──────── RECORDS FOR THIS EXERCISE

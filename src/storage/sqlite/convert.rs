// File: src/storage/sqlite/convert.rs

use crate::error::StorageError;
use crate::model::{
    AcademicRecord, ArtifactRef, ArtifactState, Certificate, CertificateType, Enrollment,
    Institution, RollNumber, Student,
};
use crate::serial::Serial;
use chrono::{DateTime, NaiveDate, Utc};
use rusqlite::types::Type;
use rusqlite::{ErrorCode, Row};
use uuid::Uuid;

/// Column list matching [`row_to_certificate`]
pub const CERTIFICATE_COLUMNS: &str = "id, serial, sequence_number, certificate_type, \
     student_id, institution_id, roll_number, issue_date, is_publicly_shareable, academic, \
     authority_name, authority_title, verification_url, artifact_status, artifact_attempts, \
     artifact_last_error, artifact_location, artifact_digest, artifact_rendered_at";

/// Column list matching [`row_to_institution`]
pub const INSTITUTION_COLUMNS: &str = "id, name, institution_type, board, \
     can_issue_certificates, authority_name, authority_title";

/// Column list matching [`row_to_student`]
pub const STUDENT_COLUMNS: &str = "id, first_name, last_name, email, date_of_birth";

/// Convert a database row to Certificate
pub fn row_to_certificate(row: &Row) -> rusqlite::Result<Certificate> {
    let id: String = row.get(0)?;
    let serial: String = row.get(1)?;
    let sequence_number: i64 = row.get(2)?;
    let certificate_type: String = row.get(3)?;
    let student_id: String = row.get(4)?;
    let institution_id: String = row.get(5)?;
    let roll_number: String = row.get(6)?;
    let issue_date: i64 = row.get(7)?;
    let is_publicly_shareable: bool = row.get(8)?;
    let academic: String = row.get(9)?;
    let authority_name: Option<String> = row.get(10)?;
    let authority_title: Option<String> = row.get(11)?;
    let verification_url: String = row.get(12)?;
    let artifact_status: String = row.get(13)?;
    let artifact_attempts: i64 = row.get(14)?;
    let artifact_last_error: Option<String> = row.get(15)?;
    let artifact_location: Option<String> = row.get(16)?;
    let artifact_digest: Option<String> = row.get(17)?;
    let artifact_rendered_at: Option<i64> = row.get(18)?;

    let artifact = match (
        artifact_status.as_str(),
        artifact_location,
        artifact_digest,
        artifact_rendered_at,
    ) {
        ("ready", Some(location), Some(digest), Some(rendered_at)) => ArtifactState::Ready {
            artifact: ArtifactRef { location, digest },
            rendered_at: DateTime::from_timestamp_nanos(rendered_at),
        },
        ("pending", ..) => ArtifactState::Pending {
            attempts: u32::try_from(artifact_attempts).unwrap_or(u32::MAX),
            last_error: artifact_last_error,
        },
        _ => {
            return Err(rusqlite::Error::InvalidColumnType(
                13,
                "artifact_status".into(),
                Type::Text,
            ))
        }
    };

    Ok(Certificate {
        id: parse_uuid(0, &id)?,
        serial: Serial::parse(&serial).map_err(|e| conversion_err(1, e))?,
        sequence_number: sequence_number as u64,
        certificate_type: certificate_type
            .parse::<CertificateType>()
            .map_err(|e| conversion_err(3, e))?,
        student_id: parse_uuid(4, &student_id)?,
        institution_id: parse_uuid(5, &institution_id)?,
        roll_number: RollNumber::parse(&roll_number).map_err(|e| conversion_err(6, e))?,
        issue_date: DateTime::from_timestamp_nanos(issue_date),
        is_publicly_shareable,
        academic: serde_json::from_str::<AcademicRecord>(&academic)
            .map_err(|e| conversion_err(9, e))?,
        authority_name,
        authority_title,
        verification_url,
        artifact,
    })
}

/// Convert a database row to Institution
pub fn row_to_institution(row: &Row) -> rusqlite::Result<Institution> {
    let id: String = row.get(0)?;
    Ok(Institution {
        id: parse_uuid(0, &id)?,
        name: row.get(1)?,
        institution_type: row.get(2)?,
        board: row.get(3)?,
        can_issue_certificates: row.get(4)?,
        authority_name: row.get(5)?,
        authority_title: row.get(6)?,
    })
}

/// Convert a database row to Student
pub fn row_to_student(row: &Row) -> rusqlite::Result<Student> {
    let id: String = row.get(0)?;
    let date_of_birth: Option<String> = row.get(4)?;
    Ok(Student {
        id: parse_uuid(0, &id)?,
        first_name: row.get(1)?,
        last_name: row.get(2)?,
        email: row.get(3)?,
        date_of_birth: date_of_birth
            .map(|d| d.parse::<NaiveDate>().map_err(|e| conversion_err(4, e)))
            .transpose()?,
    })
}

/// Convert a database row to Enrollment
pub fn row_to_enrollment(row: &Row) -> rusqlite::Result<Enrollment> {
    let student_id: String = row.get(0)?;
    let institution_id: String = row.get(1)?;
    Ok(Enrollment {
        student_id: parse_uuid(0, &student_id)?,
        institution_id: parse_uuid(1, &institution_id)?,
        student_institution_id: row.get(2)?,
    })
}

/// Map constraint violations on writes to `StorageError::Conflict`
pub fn map_write_err(e: rusqlite::Error) -> StorageError {
    if let rusqlite::Error::SqliteFailure(err, msg) = &e {
        if err.code == ErrorCode::ConstraintViolation {
            return StorageError::Conflict(msg.clone().unwrap_or_else(|| err.to_string()));
        }
    }
    StorageError::Sqlite(e)
}

pub fn to_nanos(ts: DateTime<Utc>) -> i64 {
    ts.timestamp_nanos_opt().unwrap_or(0)
}

fn parse_uuid(idx: usize, value: &str) -> rusqlite::Result<Uuid> {
    value
        .parse()
        .map_err(|_| rusqlite::Error::InvalidColumnType(idx, "uuid".into(), Type::Text))
}

fn conversion_err<E>(idx: usize, e: E) -> rusqlite::Error
where
    E: std::error::Error + Send + Sync + 'static,
{
    rusqlite::Error::FromSqlConversionFailure(idx, Type::Text, Box::new(e))
}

────────────────

## [YOUR INSTRUCTIONS]
Word for word, transcribe each record.

## [ANSWER TO THE PROBLEM]
filename src/storage/sqlite/convert.rs
// File: src/storage/sqlite/convert.rs

use crate::error::StorageError;
use crate::model::{
    AcademicRecord, ArtifactRef, ArtifactState, Certificate, CertificateType, Enrollment,
    Institution, RollNumber, Student,
};
use crate::serial::Serial;
use chrono::{DateTime, NaiveDate, Utc};
use rusqlite::types::Type;
use rusqlite::{ErrorCode, Row};
use uuid::Uuid;

/// Column list matching [`row_to_certificate`]
pub const CERTIFICATE_COLUMNS: &str = "id, serial, sequence_number, certificate_type, \
     student_id, institution_id, roll_number, issue_date, is_publicly_shareable, academic, \
     authority_name, authority_title, verification_url, artifact_status, artifact_attempts, \
     artifact_last_error, artifact_location, artifact_digest, artifact_rendered_at";

/// Column list matching [`row_to_institution`]
pub const INSTITUTION_COLUMNS: &str = "id, name, institution_type, board, \
     can_issue_certificates, authority_name, authority_title";

/// Column list matching [`row_to_student`]
pub const STUDENT_COLUMNS: &str = "id, first_name, last_name, email, date_of_birth";

/// Convert a database row to Certificate
pub fn row_to_certificate(row: &Row) -> rusqlite::Result<Certificate> {
    let id: String = row.get(0)?;
    let serial: String = row.get(1)?;
    let sequence_number: i64 = row.get(2)?;
    let certificate_type: String = row.get(3)?;
    let student_id: String = row.get(4)?;
    let institution_id: String = row.get(5)?;
    let roll_number: String = row.get(6)?;
    let issue_date: i64 = row.get(7)?;
    let is_publicly_shareable: bool = row.get(8)?;
    let academic: String = row.get(9)?;
    let authority_name: Option<String> = row.get(10)?;
    let authority_title: Option<String> = row.get(11)?;
    let verification_url: String = row.get(12)?;
    let artifact_status: String = row.get(13)?;
    let artifact_attempts: i64 = row.get(14)?;
    let artifact_last_error: Option<String> = row.get(15)?;
    let artifact_location: Option<String> = row.get(16)?;
    let artifact_digest: Option<String> = row.get(17)?;
    let artifact_rendered_at: Option<i64> = row.get(18)?;

    let artifact = match (
        artifact_status.as_str(),
        artifact_location,
        artifact_digest,
        artifact_rendered_at,
    ) {
        ("ready", Some(location), Some(digest), Some(rendered_at)) => ArtifactState::Ready {
            artifact: ArtifactRef { location, digest },
            rendered_at: DateTime::from_timestamp_nanos(rendered_at),
        },
        ("pending", ..) => ArtifactState::Pending {
            attempts: u32::try_from(artifact_attempts).unwrap_or(u32::MAX),
            last_error: artifact_last_error,
        },
        _ => {
            return Err(rusqlite::Error::InvalidColumnType(
                13,
                "artifact_status".into(),
                Type::Text,
            ))
        }
    };

    Ok(Certificate {
        id: parse_uuid(0, &id)?,
        serial: Serial::parse(&serial).map_err(|e| conversion_err(1, e))?,
        sequence_number: sequence_number as u64,
        certificate_type: certificate_type
            .parse::<CertificateType>()
            .map_err(|e| conversion_err(3, e))?,
        student_id: parse_uuid(4, &student_id)?,
        institution_id: parse_uuid(5, &institution_id)?,
        roll_number: RollNumber::parse(&roll_number).map_err(|e| conversion_err(6, e))?,
        issue_date: DateTime::from_timestamp_nanos(issue_date),
        is_publicly_shareable,
        academic: serde_json::from_str::<AcademicRecord>(&academic)
            .map_err(|e| conversion_err(9, e))?,
        authority_name,
        authority_title,
        verification_url,
        artifact,
    })
}

/// Convert a database row to Institution
pub fn row_to_institution(row: &Row) -> rusqlite::Result<Institution> {
    let id: String = row.get(0)?;
    Ok(Institution {
        id: parse_uuid(0, &id)?,
        name: row.get(1)?,
        institution_type: row.get(2)?,
        board: row.get(3)?,
        can_issue_certificates: row.get(4)?,
        authority_name: row.get(5)?,
        authority_title: row.get(6)?,
    })
}

/// Convert a database row to Student
pub fn row_to_student(row: &Row) -> rusqlite::Result<Student> {
    let id: String = row.get(0)?;
    let date_of_birth: Option<String> = row.get(4)?;
    Ok(Student {
        id: parse_uuid(0, &id)?,
        first_name: row.get(1)?,
        last_name: row.get(2)?,
        email: row.get(3)?,
        date_of_birth: date_of_birth
            .map(|d| d.parse::<NaiveDate>().map_err(|e| conversion_err(4, e)))
            .transpose()?,
    })
}

/// Convert a database row to Enrollment
pub fn row_to_enrollment(row: &Row) -> rusqlite::Result<Enrollment> {
    let student_id: String = row.get(0)?;
    let institution_id: String = row.get(1)?;
    Ok(Enrollment {
        student_id: parse_uuid(0, &student_id)?,
        institution_id: parse_uuid(1, &institution_id)?,
        student_institution_id: row.get(2)?,
    })
}

/// Map constraint violations on writes to `StorageError::Conflict`
pub fn map_write_err(e: rusqlite::Error) -> StorageError {
    if let rusqlite::Error::SqliteFailure(err, msg) = &e {
        if err.code == ErrorCode::ConstraintViolation {
            return StorageError::Conflict(msg.clone().unwrap_or_else(|| err.to_string()));
        }
    }
    StorageError::Sqlite(e)
}

pub fn to_nanos(ts: DateTime<Utc>) -> i64 {
    ts.timestamp_nanos_opt().unwrap_or(0)
}

fn parse_uuid(idx: usize, value: &str) -> rusqlite::Result<Uuid> {
    value
        .parse()
        .map_err(|_| rusqlite::Error::InvalidColumnType(idx, "uuid".into(), Type::Text))
}

fn conversion_err<E>(idx: usize, e: E) -> rusqlite::Error
where
    E: std::error::Error + Send + Sync + 'static,
{
    rusqlite::Error::FromSqlConversionFailure(idx, Type::Text, Box::new(e))
}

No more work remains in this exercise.